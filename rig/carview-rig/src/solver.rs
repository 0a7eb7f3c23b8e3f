//! Per-frame wheel orientation.
//!
//! Every orientation is rebuilt from the wheel's rest orientation and the two
//! scalar accumulators (steering angle, roll angle). Nothing is composed onto
//! the previous frame's result, so there is no drift to correct.
//!
//! Composition order, all in the wheel's local frame:
//!
//! ```text
//! front: rest * steer(effective, steering_axis) * roll(roll, roll_axis)
//! rear:  rest * roll(roll, roll_axis)
//! ```

use glam::Quat;

use crate::{
    axis::AxisConfig,
    wheel::{WheelRestState, WheelRole},
};

/// Final orientation for one wheel this frame.
#[derive(Debug, Clone, Copy, PartialEq)]
pub struct SolvedWheel<'a> {
    /// Identifier of the wheel's scene node.
    pub wheel_id: &'a str,
    /// Position of the wheel on the vehicle.
    pub role: WheelRole,
    /// Orientation that replaces the node's rotation.
    pub orientation: Quat,
}

/// Steering angle actually applied to a wheel.
///
/// Rear wheels never steer. The front-right wheel is mirrored, so it receives
/// the negated command.
pub fn effective_steer(role: WheelRole, steering_angle: f32, config: &AxisConfig) -> f32 {
    if !role.is_front() {
        return 0.0;
    }
    let steer = steering_angle + config.manual_steering_offset;
    if role.is_mirrored() { -steer } else { steer }
}

/// Orientation of a wheel before roll is applied.
pub fn steered_orientation(
    wheel: &WheelRestState,
    steering_angle: f32,
    config: &AxisConfig,
) -> Quat {
    if !wheel.role.is_front() {
        return wheel.rest_orientation;
    }
    let steer = Quat::from_axis_angle(
        config.steering_axis.unit(),
        effective_steer(wheel.role, steering_angle, config),
    );
    wheel.rest_orientation * steer
}

/// Final orientation of a single wheel.
pub fn solve_wheel(
    wheel: &WheelRestState,
    steering_angle: f32,
    config: &AxisConfig,
    roll_angle: f32,
) -> Quat {
    let roll = Quat::from_axis_angle(config.roll_axis.unit(), roll_angle);
    steered_orientation(wheel, steering_angle, config) * roll
}

/// Solve every wheel independently.
pub fn compute_all<'a>(
    wheels: impl IntoIterator<Item = &'a WheelRestState>,
    steering_angle: f32,
    config: &AxisConfig,
    roll_angle: f32,
) -> Vec<SolvedWheel<'a>> {
    wheels
        .into_iter()
        .map(|wheel| SolvedWheel {
            wheel_id: &wheel.wheel_id,
            role: wheel.role,
            orientation: solve_wheel(wheel, steering_angle, config, roll_angle),
        })
        .collect()
}

#[cfg(test)]
mod tests {
    use std::f32::consts::{FRAC_PI_2, PI};

    use glam::Vec3;
    use proptest::prelude::*;

    use super::*;
    use crate::{axis::Axis, wheel::WheelRig};

    fn wheel(role: WheelRole, rest: Quat) -> WheelRestState {
        WheelRestState {
            wheel_id: role.node_name().to_string(),
            rest_orientation: rest,
            role,
        }
    }

    fn full_rig() -> WheelRig {
        // Right-side wheels authored flipped half a turn about Y.
        let mut rig = WheelRig::new();
        for role in WheelRole::ALL {
            let rest = match role {
                WheelRole::FrontRight | WheelRole::RearRight => Quat::from_rotation_y(PI),
                _ => Quat::IDENTITY,
            };
            rig.capture(role, role.node_name(), rest).unwrap();
        }
        rig
    }

    #[test]
    fn test_front_right_mirrored_pre_roll() {
        let config = AxisConfig {
            steering_axis: Axis::Y,
            manual_steering_offset: 0.0,
            ..AxisConfig::default()
        };
        let fr = wheel(WheelRole::FrontRight, Quat::IDENTITY);

        let pre_roll = steered_orientation(&fr, 0.3, &config);
        assert!(pre_roll.abs_diff_eq(Quat::from_rotation_y(-0.3), 1e-6));

        // With zero roll the final orientation is the pre-roll one.
        let solved = solve_wheel(&fr, 0.3, &config, 0.0);
        assert!(solved.abs_diff_eq(Quat::from_rotation_y(-0.3), 1e-6));
    }

    #[test]
    fn test_mirroring_negates_effective_steer() {
        let config = AxisConfig {
            manual_steering_offset: 0.07,
            ..AxisConfig::default()
        };
        for angle in [-0.7, -0.1, 0.0, 0.25, 0.785] {
            let left = effective_steer(WheelRole::FrontLeft, angle, &config);
            let right = effective_steer(WheelRole::FrontRight, angle, &config);
            assert_eq!(right, -left);
            assert_eq!(left, angle + 0.07);
        }
    }

    #[test]
    fn test_rear_wheels_ignore_steering() {
        let config = AxisConfig {
            manual_steering_offset: 0.2,
            ..AxisConfig::default()
        };
        for role in [WheelRole::RearLeft, WheelRole::RearRight] {
            let w = wheel(role, Quat::from_rotation_x(0.4));
            assert_eq!(effective_steer(role, 0.5, &config), 0.0);
            let a = solve_wheel(&w, 0.0, &config, 1.3);
            let b = solve_wheel(&w, 0.6, &config, 1.3);
            let c = solve_wheel(&w, -0.6, &config, 1.3);
            assert_eq!(a, b);
            assert_eq!(a, c);
        }
    }

    #[test]
    fn test_solve_is_stateless() {
        let rig = full_rig();
        let config = AxisConfig::default();
        let first = compute_all(rig.iter(), 0.33, &config, 12.5);
        let second = compute_all(rig.iter(), 0.33, &config, 12.5);
        assert_eq!(first, second);
        assert_eq!(first.len(), 4);
    }

    #[test]
    fn test_compute_all_preserves_ids_and_roles() {
        let rig = full_rig();
        let solved = compute_all(rig.iter(), 0.1, &AxisConfig::default(), 0.0);
        for (solved, role) in solved.iter().zip(WheelRole::ALL) {
            assert_eq!(solved.role, role);
            assert_eq!(solved.wheel_id, role.node_name());
        }
    }

    #[test]
    fn test_compute_all_skips_missing_wheels() {
        let mut rig = WheelRig::new();
        rig.capture(WheelRole::RearLeft, "wheel_rear_left", Quat::IDENTITY)
            .unwrap();
        let solved = compute_all(rig.iter(), 0.1, &AxisConfig::default(), 0.5);
        assert_eq!(solved.len(), 1);
        assert_eq!(solved[0].role, WheelRole::RearLeft);
    }

    #[test]
    fn test_steering_applied_in_local_frame() {
        // Rest pose tipped a quarter turn about Z: the wheel's local Y now
        // points along world -X.
        let rest = Quat::from_rotation_z(FRAC_PI_2);
        let fl = wheel(WheelRole::FrontLeft, rest);
        let config = AxisConfig {
            steering_axis: Axis::Y,
            ..AxisConfig::default()
        };

        let steered = steered_orientation(&fl, 0.4, &config);
        assert!(steered.abs_diff_eq(rest * Quat::from_rotation_y(0.4), 1e-6));
        assert!(!steered.abs_diff_eq(Quat::from_rotation_y(0.4) * rest, 1e-3));

        // The local steering axis is unchanged by steering about it.
        let axis_before = rest * Vec3::Y;
        let axis_after = steered * Vec3::Y;
        assert!(axis_before.abs_diff_eq(axis_after, 1e-6));
    }

    #[test]
    fn test_roll_about_current_local_axis() {
        let fl = wheel(WheelRole::FrontLeft, Quat::from_rotation_x(0.2));
        let config = AxisConfig {
            steering_axis: Axis::Y,
            roll_axis: Axis::X,
            ..AxisConfig::default()
        };

        let pre_roll = steered_orientation(&fl, 0.5, &config);
        for roll in [0.0, 0.7, 3.0, 40.0] {
            let solved = solve_wheel(&fl, 0.5, &config, roll);
            // Roll spins about the already-steered local X axis, leaving it fixed.
            let spin_axis = pre_roll * Vec3::X;
            assert!((solved * Vec3::X).abs_diff_eq(spin_axis, 1e-5));
        }
    }

    #[test]
    fn test_axis_selection_changes_rotation_axis() {
        let fl = wheel(WheelRole::FrontLeft, Quat::IDENTITY);
        for axis in Axis::ALL {
            let config = AxisConfig {
                steering_axis: axis,
                roll_axis: axis,
                ..AxisConfig::default()
            };
            let solved = solve_wheel(&fl, 0.3, &config, 0.2);
            let expected = Quat::from_axis_angle(axis.unit(), 0.5);
            assert!(solved.abs_diff_eq(expected, 1e-6), "axis {axis}");
        }
    }

    proptest! {
        #[test]
        fn prop_front_wheels_mirror(
            angle in -1.0_f32..1.0,
            offset in -0.5_f32..0.5,
            roll in -100.0_f32..100.0,
        ) {
            let config = AxisConfig {
                manual_steering_offset: offset,
                ..AxisConfig::default()
            };
            let fl = wheel(WheelRole::FrontLeft, Quat::IDENTITY);
            let fr = wheel(WheelRole::FrontRight, Quat::IDENTITY);

            // With identical rest poses the mirrored wheel gets the inverse steer.
            let left = steered_orientation(&fl, angle, &config);
            let right = steered_orientation(&fr, angle, &config);
            prop_assert!(right.abs_diff_eq(left.inverse(), 1e-5));

            let solved = solve_wheel(&fr, angle, &config, roll);
            prop_assert!(solved.is_normalized());
        }
    }
}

++++++++++++++++++++

» The task
Lines that include the word "SolvedWheel" — how many are there in the data? Answer with the number alone.

» Answer to this problem
3